Eiseres heeft de rechtbank verzocht om het college te veroordelen in de door haar gemaakte proceskosten. De rechtbank ziet daarvoor geen aanleiding. Eiseres heeft zich niet kenbaar laten bijstaan door een beroepsmatig rechtsbijstandsverlener, zodat van kosten voor een door een derde beroepsmatig verleende rechtsbijstand niet is gebleken. Van gemaakte kosten voor de ingeschakelde deskundigen heeft eiseres geen opgaaf gedaan. Overigens geldt daarvoor dat tegenrapporten niet relevant hebben bijgedragen aan een voor eiseres gunstige uitkomst van deze beroepsprocedure, zodat deze kosten ook om die reden niet voor vergoeding in aanmerking zouden komen. Ook van overige door eiseres gemaakte en voor vergoeding in aanmerking komende proceskosten is de rechtbank niet gebleken.

Beslissing

De rechtbank:
  • verklaart het beroep gegrond;
  • vernietigt het bestreden besluit;
  • bepaalt dat het college ten aanzien van de bomen met ID 104532 en ID 3 binnen zes weken na verzending van deze uitspraak een nieuwe beslissing op bezwaar dient te nemen;
  • treft daarbij de voorziening dat de bomen met ID 104532 en ID 3 voorlopig worden beschouwd als ‘Waardevolle houtopstand’ in de zin van artikel 4:7, eerste lid, van de APV en bepaalt dat deze voorlopige voorziening vervalt zes weken na de te nemen beslissing op bezwaar;
  • bepaalt dat de rechtsgevolgen van het vernietigde bestreden besluit voor zover het de overige bomen betreft in stand blijven;
  • draagt het college op het betaalde griffierecht van € 666,= aan eiseres te vergoeden.
Deze uitspraak is gedaan door mr. R.P. Broeders, rechter, in aanwezigheid van N.A. D’Hoore, griffier.

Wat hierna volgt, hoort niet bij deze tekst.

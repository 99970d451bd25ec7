//! Constants for NetworkManager D-Bus codes, timeouts, and frequency bands.
//!
//! The numeric codes correspond to the values used by NetworkManager's
//! D-Bus API; the timeouts are the engine-wide default bounds.

/// NetworkManager device type constants.
pub mod device_type {
    pub const WIFI: u32 = 2;
}

/// Timeout and delay constants.
pub mod timeouts {
    use std::time::Duration;

    pub const SCAN_TIMEOUT_SECS: u64 = 5;
    pub const CONNECT_TIMEOUT_SECS: u64 = 30;
    /// Default grace period after issuing a bus connect before re-checking
    /// the current connection. Tunable through the `connect_grace_ms`
    /// config key.
    pub const CONNECT_GRACE_MS: u64 = 1000;
    /// Interval between `try_wait` polls of an external process.
    pub const PROCESS_POLL_MS: u64 = 50;
    /// Settle delay between registering a platform profile and connecting.
    pub const PROFILE_SETTLE_MS: u64 = 500;
    /// Simulated connect latency of the mock backend.
    pub const MOCK_CONNECT_MS: u64 = 300;

    pub fn scan_timeout() -> Duration {
        Duration::from_secs(SCAN_TIMEOUT_SECS)
    }

    pub fn connect_timeout() -> Duration {
        Duration::from_secs(CONNECT_TIMEOUT_SECS)
    }

    pub fn process_poll_interval() -> Duration {
        Duration::from_millis(PROCESS_POLL_MS)
    }

    pub fn profile_settle() -> Duration {
        Duration::from_millis(PROFILE_SETTLE_MS)
    }

    pub fn mock_connect_delay() -> Duration {
        Duration::from_millis(MOCK_CONNECT_MS)
    }
}

/// WiFi frequency constants (MHz).
pub mod frequency {
    pub const BAND_2_4_START: u32 = 2412;
    pub const BAND_2_4_CH14: u32 = 2484;
    pub const BAND_5_START: u32 = 5000;
    pub const CHANNEL_SPACING: u32 = 5;
    /// Representative frequencies used when a CLI tool reports no
    /// frequency at all.
    pub const REPRESENTATIVE_2_4: u32 = 2437;
    pub const REPRESENTATIVE_5: u32 = 5180;
}

/// Parser defaults.
pub mod defaults {
    /// Signal strength assumed when a tabular field fails to parse.
    pub const UNPARSED_SIGNAL: i64 = 50;
}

De beslissing is in het openbaar uitgesproken op 11 januari 2018.
griffier rechter
Afschrift verzonden aan partijen op:

Rechtsmiddel

Tegen deze uitspraak en de tussenuitspraak kan binnen zes weken na de dag van verzending van deze uitspraak hoger beroep worden ingesteld bij de Afdeling bestuursrechtspraak van de Raad van State.